WHAT IS NEEDED » In this exercise, return each entry exactly as given.
··· DATA EXTRACTS
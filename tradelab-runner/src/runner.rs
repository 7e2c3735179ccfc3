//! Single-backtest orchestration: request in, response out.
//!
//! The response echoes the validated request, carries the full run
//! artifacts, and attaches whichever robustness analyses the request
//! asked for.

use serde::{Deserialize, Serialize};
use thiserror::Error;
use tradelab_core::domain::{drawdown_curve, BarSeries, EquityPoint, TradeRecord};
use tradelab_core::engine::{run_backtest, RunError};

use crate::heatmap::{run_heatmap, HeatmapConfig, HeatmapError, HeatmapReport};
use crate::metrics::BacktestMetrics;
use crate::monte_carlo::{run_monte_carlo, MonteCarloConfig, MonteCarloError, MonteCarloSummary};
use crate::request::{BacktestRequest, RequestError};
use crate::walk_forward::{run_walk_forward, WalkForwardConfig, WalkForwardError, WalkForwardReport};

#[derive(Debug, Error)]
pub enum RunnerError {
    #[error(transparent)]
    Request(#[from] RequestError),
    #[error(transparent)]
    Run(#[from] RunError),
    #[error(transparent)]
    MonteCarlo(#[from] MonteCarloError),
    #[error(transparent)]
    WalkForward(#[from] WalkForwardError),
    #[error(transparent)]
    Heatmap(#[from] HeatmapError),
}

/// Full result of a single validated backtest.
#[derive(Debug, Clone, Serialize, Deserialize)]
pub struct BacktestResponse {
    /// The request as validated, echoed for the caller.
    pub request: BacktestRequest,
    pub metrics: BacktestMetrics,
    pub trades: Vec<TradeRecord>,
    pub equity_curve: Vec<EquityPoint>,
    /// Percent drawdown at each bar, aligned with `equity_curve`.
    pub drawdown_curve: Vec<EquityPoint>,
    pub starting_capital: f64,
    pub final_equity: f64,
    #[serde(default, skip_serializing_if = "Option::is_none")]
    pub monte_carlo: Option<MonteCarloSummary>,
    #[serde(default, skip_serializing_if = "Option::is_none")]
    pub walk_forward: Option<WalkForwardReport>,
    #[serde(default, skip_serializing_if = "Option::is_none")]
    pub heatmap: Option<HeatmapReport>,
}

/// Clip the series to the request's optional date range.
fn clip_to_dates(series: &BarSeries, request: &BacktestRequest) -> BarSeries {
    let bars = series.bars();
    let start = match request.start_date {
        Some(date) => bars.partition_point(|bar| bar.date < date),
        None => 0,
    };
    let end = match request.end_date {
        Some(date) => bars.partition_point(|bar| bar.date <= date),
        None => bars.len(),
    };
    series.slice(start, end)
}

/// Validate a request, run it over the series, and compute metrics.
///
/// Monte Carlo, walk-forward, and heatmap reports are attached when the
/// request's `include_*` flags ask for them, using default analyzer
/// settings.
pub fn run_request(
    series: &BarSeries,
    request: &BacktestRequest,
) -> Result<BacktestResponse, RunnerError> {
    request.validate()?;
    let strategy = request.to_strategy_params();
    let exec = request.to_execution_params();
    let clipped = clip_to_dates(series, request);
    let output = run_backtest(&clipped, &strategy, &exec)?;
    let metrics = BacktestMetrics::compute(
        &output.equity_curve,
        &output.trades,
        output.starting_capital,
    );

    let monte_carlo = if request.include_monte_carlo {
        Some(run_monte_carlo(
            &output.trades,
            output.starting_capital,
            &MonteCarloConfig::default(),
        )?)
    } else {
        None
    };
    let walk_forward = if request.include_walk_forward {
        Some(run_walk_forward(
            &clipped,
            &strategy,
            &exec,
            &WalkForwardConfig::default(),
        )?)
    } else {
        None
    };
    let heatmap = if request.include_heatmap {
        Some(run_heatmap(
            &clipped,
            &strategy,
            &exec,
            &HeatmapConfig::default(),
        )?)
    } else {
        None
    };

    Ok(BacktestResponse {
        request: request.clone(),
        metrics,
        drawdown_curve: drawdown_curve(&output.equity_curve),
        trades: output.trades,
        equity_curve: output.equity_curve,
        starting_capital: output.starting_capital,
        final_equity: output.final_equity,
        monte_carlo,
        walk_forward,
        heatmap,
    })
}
······
EXERCISE SOLUTION »
filename tradelab-runner/src/runner.rs
repository 7e2c3735179ccfc3
//! Single-backtest orchestration: request in, response out.
//!
//! The response echoes the validated request, carries the full run
//! artifacts, and attaches whichever robustness analyses the request
//! asked for.

use serde::{Deserialize, Serialize};
use thiserror::Error;
use tradelab_core::domain::{drawdown_curve, BarSeries, EquityPoint, TradeRecord};
use tradelab_core::engine::{run_backtest, RunError};

use crate::heatmap::{run_heatmap, HeatmapConfig, HeatmapError, HeatmapReport};
use crate::metrics::BacktestMetrics;
use crate::monte_carlo::{run_monte_carlo, MonteCarloConfig, MonteCarloError, MonteCarloSummary};
use crate::request::{BacktestRequest, RequestError};
use crate::walk_forward::{run_walk_forward, WalkForwardConfig, WalkForwardError, WalkForwardReport};

#[derive(Debug, Error)]
pub enum RunnerError {
    #[error(transparent)]
    Request(#[from] RequestError),
    #[error(transparent)]
    Run(#[from] RunError),
    #[error(transparent)]
    MonteCarlo(#[from] MonteCarloError),
    #[error(transparent)]
    WalkForward(#[from] WalkForwardError),
    #[error(transparent)]
    Heatmap(#[from] HeatmapError),
}

/// Full result of a single validated backtest.
#[derive(Debug, Clone, Serialize, Deserialize)]
pub struct BacktestResponse {
    /// The request as validated, echoed for the caller.
    pub request: BacktestRequest,
    pub metrics: BacktestMetrics,
    pub trades: Vec<TradeRecord>,
    pub equity_curve: Vec<EquityPoint>,
    /// Percent drawdown at each bar, aligned with `equity_curve`.
    pub drawdown_curve: Vec<EquityPoint>,
    pub starting_capital: f64,
    pub final_equity: f64,
    #[serde(default, skip_serializing_if = "Option::is_none")]
    pub monte_carlo: Option<MonteCarloSummary>,
    #[serde(default, skip_serializing_if = "Option::is_none")]
    pub walk_forward: Option<WalkForwardReport>,
    #[serde(default, skip_serializing_if = "Option::is_none")]
    pub heatmap: Option<HeatmapReport>,
}

/// Clip the series to the request's optional date range.
fn clip_to_dates(series: &BarSeries, request: &BacktestRequest) -> BarSeries {
    let bars = series.bars();
    let start = match request.start_date {
        Some(date) => bars.partition_point(|bar| bar.date < date),
        None => 0,
    };
    let end = match request.end_date {
        Some(date) => bars.partition_point(|bar| bar.date <= date),
        None => bars.len(),
    };
    series.slice(start, end)
}

/// Validate a request, run it over the series, and compute metrics.
///
/// Monte Carlo, walk-forward, and heatmap reports are attached when the
/// request's `include_*` flags ask for them, using default analyzer
/// settings.
pub fn run_request(
    series: &BarSeries,
    request: &BacktestRequest,
) -> Result<BacktestResponse, RunnerError> {
    request.validate()?;
    let strategy = request.to_strategy_params();
    let exec = request.to_execution_params();
    let clipped = clip_to_dates(series, request);
    let output = run_backtest(&clipped, &strategy, &exec)?;
    let metrics = BacktestMetrics::compute(
        &output.equity_curve,
        &output.trades,
        output.starting_capital,
    );

    let monte_carlo = if request.include_monte_carlo {
        Some(run_monte_carlo(
            &output.trades,
            output.starting_capital,
            &MonteCarloConfig::default(),
        )?)
    } else {
        None
    };
    let walk_forward = if request.include_walk_forward {
        Some(run_walk_forward(
            &clipped,
            &strategy,
            &exec,
            &WalkForwardConfig::default(),
        )?)
    } else {
        None
    };
    let heatmap = if request.include_heatmap {
        Some(run_heatmap(
            &clipped,
            &strategy,
            &exec,
            &HeatmapConfig::default(),
        )?)
    } else {
        None
    };

    Ok(BacktestResponse {
        request: request.clone(),
        metrics,
        drawdown_curve: drawdown_curve(&output.equity_curve),
        trades: output.trades,
        equity_curve: output.equity_curve,
        starting_capital: output.starting_capital,
        final_equity: output.final_equity,
        monte_carlo,
        walk_forward,
        heatmap,
    })
}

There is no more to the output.